If you’ve flown on more than one commercial flight in your life, odds are about even that you’ve experienced a flight delay of some kind. In these instances, in an attempt to make up for lost time, the pilot will generally floor it once you’re airborne, pushing the plane past the usual cruising speed. This can actually work pretty well, as this writer once had a half-hour delay erased by the added speed of travel.

This leads to the question: Why not just fly extra fast all the time? The worst part of any flight is actually being on the plane, so if airlines could get passengers where they’re going faster, it would lead to many more happy customers. The usual response is that going faster than usual uses more gas, which airlines want to avoid, because jet fuel is even more expensive than regular gasoline.

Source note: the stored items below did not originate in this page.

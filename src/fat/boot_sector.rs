//! FAT12/16 boot sector codec

use byteorder::{ByteOrder, LittleEndian};
use log::warn;

use super::constants::{BOOT_SIGNATURE, DIR_ENTRY_SIZE, SECTOR_SIZE};
use crate::FatError;

/// Boot sector of a FAT12/16 volume: the BIOS Parameter Block plus the
/// extended boot record, with every opaque byte region carried verbatim so
/// a decode/encode pass reproduces the sector bit for bit.
#[derive(Debug, Clone, PartialEq, Eq)]
pub struct BootSector {
    /// Jump instruction to boot code
    pub jump_boot: [u8; 3],

    /// Name of the system that formatted the volume
    pub oem_name: [u8; 8],

    /// Number of bytes per sector
    pub bytes_per_sector: u16,

    /// Number of sectors per cluster
    pub sectors_per_cluster: u8,

    /// Number of reserved sectors at start of volume, including this one
    pub reserved_sectors: u16,

    /// Number of FAT copies
    pub fat_count: u8,

    /// Maximum number of root directory entries
    pub root_dir_entries: u16,

    /// Total number of sectors (16-bit)
    /// Zero when the volume needs total_sectors_32
    pub total_sectors_16: u16,

    /// Media type descriptor
    pub media_type: u8,

    /// Size of each FAT copy in sectors
    pub sectors_per_fat: u16,

    /// Sectors per track for interrupt 0x13
    pub sectors_per_track: u16,

    /// Number of heads for interrupt 0x13
    pub head_count: u16,

    /// Number of hidden sectors preceding the partition
    pub hidden_sectors: u32,

    /// Total number of sectors (32-bit)
    /// Authoritative when the 16-bit field is zero
    pub total_sectors_32: u32,

    /// INT 13h drive number
    pub drive_number: u8,

    /// Reserved byte
    pub reserved1: u8,

    /// Extended boot signature
    pub boot_signature: u8,

    /// Volume serial number
    pub volume_id: u32,

    /// Volume label, space padded
    pub volume_label: [u8; 11],

    /// Filesystem type string, advisory only
    pub fs_type: [u8; 8],

    /// Bootstrap code region, preserved verbatim
    pub boot_code: [u8; 448],
}

impl BootSector {
    /// Decodes a raw 512-byte boot sector.
    ///
    /// The buffer must be exactly one sector long. The trailing 0xAA55
    /// marker is checked first, then the geometry fields: bytes per sector
    /// must be one of 512/1024/2048/4096 and sectors per cluster a power
    /// of two no larger than 128. A volume where both total-sector fields
    /// are set (or neither is) only draws a warning, since real images
    /// honor that convention loosely.
    pub fn decode(buf: &[u8]) -> Result<Self, FatError> {
        if buf.len() != SECTOR_SIZE {
            return Err(FatError::InvalidLength {
                expected: SECTOR_SIZE,
                found: buf.len(),
            });
        }

        let sig = LittleEndian::read_u16(&buf[510..512]);
        if sig != BOOT_SIGNATURE {
            return Err(FatError::InvalidSignature { found: sig });
        }

        let mut jump_boot = [0u8; 3];
        jump_boot.copy_from_slice(&buf[0..3]);
        let mut oem_name = [0u8; 8];
        oem_name.copy_from_slice(&buf[3..11]);
        let mut volume_label = [0u8; 11];
        volume_label.copy_from_slice(&buf[43..54]);
        let mut fs_type = [0u8; 8];
        fs_type.copy_from_slice(&buf[54..62]);
        let mut boot_code = [0u8; 448];
        boot_code.copy_from_slice(&buf[62..510]);

        let sector = Self {
            jump_boot,
            oem_name,
            bytes_per_sector: LittleEndian::read_u16(&buf[11..13]),
            sectors_per_cluster: buf[13],
            reserved_sectors: LittleEndian::read_u16(&buf[14..16]),
            fat_count: buf[16],
            root_dir_entries: LittleEndian::read_u16(&buf[17..19]),
            total_sectors_16: LittleEndian::read_u16(&buf[19..21]),
            media_type: buf[21],
            sectors_per_fat: LittleEndian::read_u16(&buf[22..24]),
            sectors_per_track: LittleEndian::read_u16(&buf[24..26]),
            head_count: LittleEndian::read_u16(&buf[26..28]),
            hidden_sectors: LittleEndian::read_u32(&buf[28..32]),
            total_sectors_32: LittleEndian::read_u32(&buf[32..36]),
            drive_number: buf[36],
            reserved1: buf[37],
            boot_signature: buf[38],
            volume_id: LittleEndian::read_u32(&buf[39..43]),
            volume_label,
            fs_type,
            boot_code,
        };

        if !matches!(sector.bytes_per_sector, 512 | 1024 | 2048 | 4096) {
            return Err(FatError::InvalidGeometry {
                field: "bytes_per_sector",
                value: sector.bytes_per_sector as u32,
            });
        }
        if !sector.sectors_per_cluster.is_power_of_two() || sector.sectors_per_cluster > 128 {
            return Err(FatError::InvalidGeometry {
                field: "sectors_per_cluster",
                value: sector.sectors_per_cluster as u32,
            });
        }

        if (sector.total_sectors_16 != 0) == (sector.total_sectors_32 != 0) {
            warn!(
                "total-sector fields disagree: 16-bit={} 32-bit={}",
                sector.total_sectors_16, sector.total_sectors_32
            );
        }

        Ok(sector)
    }

    /// Encodes the record back into a raw sector.
    ///
    /// The trailing signature bytes are always written as 0x55 0xAA, so
    /// the output is a structurally valid boot sector even for values
    /// built by hand. Encoding never fails; geometry is only checked when
    /// decoding.
    pub fn encode(&self) -> [u8; SECTOR_SIZE] {
        let mut buf = [0u8; SECTOR_SIZE];
        buf[0..3].copy_from_slice(&self.jump_boot);
        buf[3..11].copy_from_slice(&self.oem_name);
        LittleEndian::write_u16(&mut buf[11..13], self.bytes_per_sector);
        buf[13] = self.sectors_per_cluster;
        LittleEndian::write_u16(&mut buf[14..16], self.reserved_sectors);
        buf[16] = self.fat_count;
        LittleEndian::write_u16(&mut buf[17..19], self.root_dir_entries);
        LittleEndian::write_u16(&mut buf[19..21], self.total_sectors_16);
        buf[21] = self.media_type;
        LittleEndian::write_u16(&mut buf[22..24], self.sectors_per_fat);
        LittleEndian::write_u16(&mut buf[24..26], self.sectors_per_track);
        LittleEndian::write_u16(&mut buf[26..28], self.head_count);
        LittleEndian::write_u32(&mut buf[28..32], self.hidden_sectors);
        LittleEndian::write_u32(&mut buf[32..36], self.total_sectors_32);
        buf[36] = self.drive_number;
        buf[37] = self.reserved1;
        buf[38] = self.boot_signature;
        LittleEndian::write_u32(&mut buf[39..43], self.volume_id);
        buf[43..54].copy_from_slice(&self.volume_label);
        buf[54..62].copy_from_slice(&self.fs_type);
        buf[62..510].copy_from_slice(&self.boot_code);
        LittleEndian::write_u16(&mut buf[510..512], BOOT_SIGNATURE);
        buf
    }

    /// Total sector count, taking the 16-bit field unless it is zero.
    pub fn total_sectors(&self) -> u32 {
        if self.total_sectors_16 != 0 {
            self.total_sectors_16 as u32
        } else {
            self.total_sectors_32
        }
    }

    /// First sector of the FAT region.
    pub fn fat_start(&self) -> u32 {
        self.reserved_sectors as u32
    }

    /// First sector of the root directory region, right after the FATs.
    pub fn root_dir_start(&self) -> u32 {
        self.fat_start() + self.fat_count as u32 * self.sectors_per_fat as u32
    }

    /// Size of the root directory region in sectors.
    pub fn root_dir_sectors(&self) -> u32 {
        (self.root_dir_entries as u32 * DIR_ENTRY_SIZE as u32)
            .div_ceil(self.bytes_per_sector as u32)
    }

    /// First sector of the data region.
    pub fn data_start(&self) -> u32 {
        self.root_dir_start() + self.root_dir_sectors()
    }

    /// First sector of a data cluster. Clusters are numbered from 2.
    pub fn cluster_start(&self, cluster: u16) -> u32 {
        self.data_start() + (cluster as u32 - 2) * self.sectors_per_cluster as u32
    }

    /// Size of one cluster in bytes.
    pub fn cluster_size(&self) -> usize {
        self.sectors_per_cluster as usize * self.bytes_per_sector as usize
    }

    /// Number of data clusters on the volume.
    pub fn cluster_count(&self) -> u32 {
        self.total_sectors().saturating_sub(self.data_start()) / self.sectors_per_cluster as u32
    }
}

#[cfg(test)]
mod tests {
    use super::*;

    fn sample() -> BootSector {
        BootSector {
            jump_boot: [0xEB, 0x3C, 0x90],
            oem_name: *b"MSDOS5.0",
            bytes_per_sector: 512,
            sectors_per_cluster: 1,
            reserved_sectors: 1,
            fat_count: 2,
            root_dir_entries: 224,
            total_sectors_16: 2880,
            media_type: 0xF0,
            sectors_per_fat: 9,
            sectors_per_track: 18,
            head_count: 2,
            hidden_sectors: 0,
            total_sectors_32: 0,
            drive_number: 0x00,
            reserved1: 0,
            boot_signature: 0x29,
            volume_id: 0x1234_ABCD,
            volume_label: *b"FLOPPY     ",
            fs_type: *b"FAT12   ",
            boot_code: [0u8; 448],
        }
    }

    #[test]
    fn round_trips_through_bytes() {
        let sector = sample();
        let bytes = sector.encode();
        assert_eq!(BootSector::decode(&bytes).unwrap(), sector);
    }

    #[test]
    fn byte_round_trip_is_lossless() {
        let mut bytes = sample().encode();
        // bootstrap code region is opaque and must survive untouched
        bytes[62] = 0xFA;
        bytes[300] = 0x77;
        bytes[509] = 0x19;
        let decoded = BootSector::decode(&bytes).unwrap();
        assert_eq!(decoded.encode(), bytes);
    }

    #[test]
    fn rejects_wrong_length() {
        assert_eq!(
            BootSector::decode(&[0u8; 511]),
            Err(FatError::InvalidLength {
                expected: 512,
                found: 511
            })
        );
        assert_eq!(
            BootSector::decode(&[0u8; 513]),
            Err(FatError::InvalidLength {
                expected: 512,
                found: 513
            })
        );
    }

    #[test]
    fn rejects_missing_signature() {
        let mut bytes = sample().encode();
        bytes[510] = 0x34;
        bytes[511] = 0x12;
        assert_eq!(
            BootSector::decode(&bytes),
            Err(FatError::InvalidSignature { found: 0x1234 })
        );
    }

    #[test]
    fn rejects_zeroed_geometry_even_with_signature() {
        let mut bytes = [0u8; 512];
        bytes[510] = 0x55;
        bytes[511] = 0xAA;
        assert_eq!(
            BootSector::decode(&bytes),
            Err(FatError::InvalidGeometry {
                field: "bytes_per_sector",
                value: 0
            })
        );
    }

    #[test]
    fn rejects_non_power_of_two_cluster_size() {
        let mut sector = sample();
        sector.sectors_per_cluster = 3;
        assert_eq!(
            BootSector::decode(&sector.encode()),
            Err(FatError::InvalidGeometry {
                field: "sectors_per_cluster",
                value: 3
            })
        );
        sector.sectors_per_cluster = 0;
        assert_eq!(
            BootSector::decode(&sector.encode()),
            Err(FatError::InvalidGeometry {
                field: "sectors_per_cluster",
                value: 0
            })
        );
    }

    #[test]
    fn encode_always_emits_signature() {
        let bytes = sample().encode();
        assert_eq!(&bytes[510..], &[0x55, 0xAA]);
    }

    #[test]
    fn derives_region_layout() {
        // 1.44MB floppy layout
        let sector = sample();
        assert_eq!(sector.fat_start(), 1);
        assert_eq!(sector.root_dir_start(), 19);
        assert_eq!(sector.root_dir_sectors(), 14);
        assert_eq!(sector.data_start(), 33);
        assert_eq!(sector.cluster_start(2), 33);
        assert_eq!(sector.cluster_start(3), 34);
        assert_eq!(sector.cluster_size(), 512);
        assert_eq!(sector.total_sectors(), 2880);
        assert_eq!(sector.cluster_count(), 2847);
    }

    #[test]
    fn large_volume_uses_32_bit_count() {
        let mut sector = sample();
        sector.total_sectors_16 = 0;
        sector.total_sectors_32 = 131_072;
        assert_eq!(sector.total_sectors(), 131_072);
    }
}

However, a new development may make a “best of both worlds” scenario possible. Unlikely, but possible.
Better Than A Squeegee

Commercial airplanes are huge, and they go really fast. Ergo, it seems odd that something as seemingly insignificant as splattered bugs could affect their performance, but by golly, they do. A buildup of bug guts increases drag, which leads to increased fuel consumption.

To combat this, researchers from NASA’s Environmentally Responsible Aviation Project conducted an extensive study of non-stick coatings for airplane wings. Working with a modified Boeing 757, the NASA team performed a series of test flights over a two week period. To maximize the effects of bug splatter, testing took place in Shreveport, Louisiana—known for its heavy bug population—and researchers added extra takeoffs and landings. Five different coatings were tested, to varying degrees of success.
Getting Down to the Nitty Gritty

To help them find the best possible solution, the NASA researchers studied the biochemistry of common airborne insects to find out just what happens to the wee buggies when they splatter on moving vehicles. Strangely enough, it turns out that, mid-squish, a bug’s blood goes through instantaneous chemical changes (possibly caused by the sudden exposure to air) that make it more adhesive.

After further study, the scientists determined that lotus leaves were the key to counteracting this increased stickiness. “When you look at a lotus leaf under the microscope […] water doesn’t stick to it […] because it has these rough features that are pointy,” said NASA senior materials scientist Mia Siochi. “When liquid sits on the microscopically rough leaf surface, the surface tension keeps it from spreading out, so it rolls off. We’re trying to use that principle in combination with chemistry to prevent bugs from sticking.”

The most effective lotus leaf-inspired coating tested was found to reduce bug splatter buildup by almost 40 percent compared to a control surface. What that equates to in fuel savings has not been reported, but it could be significant—after all, if it keeps bugs off, what else could it prevent from sticking to a plane? With something as big and as fast as an airplane, even tiny improvements in aerodynamics can make a big difference.

Now might be a good time to invest in companies that provide aerospace coating services, especially if you can find one in a buggy part of the country.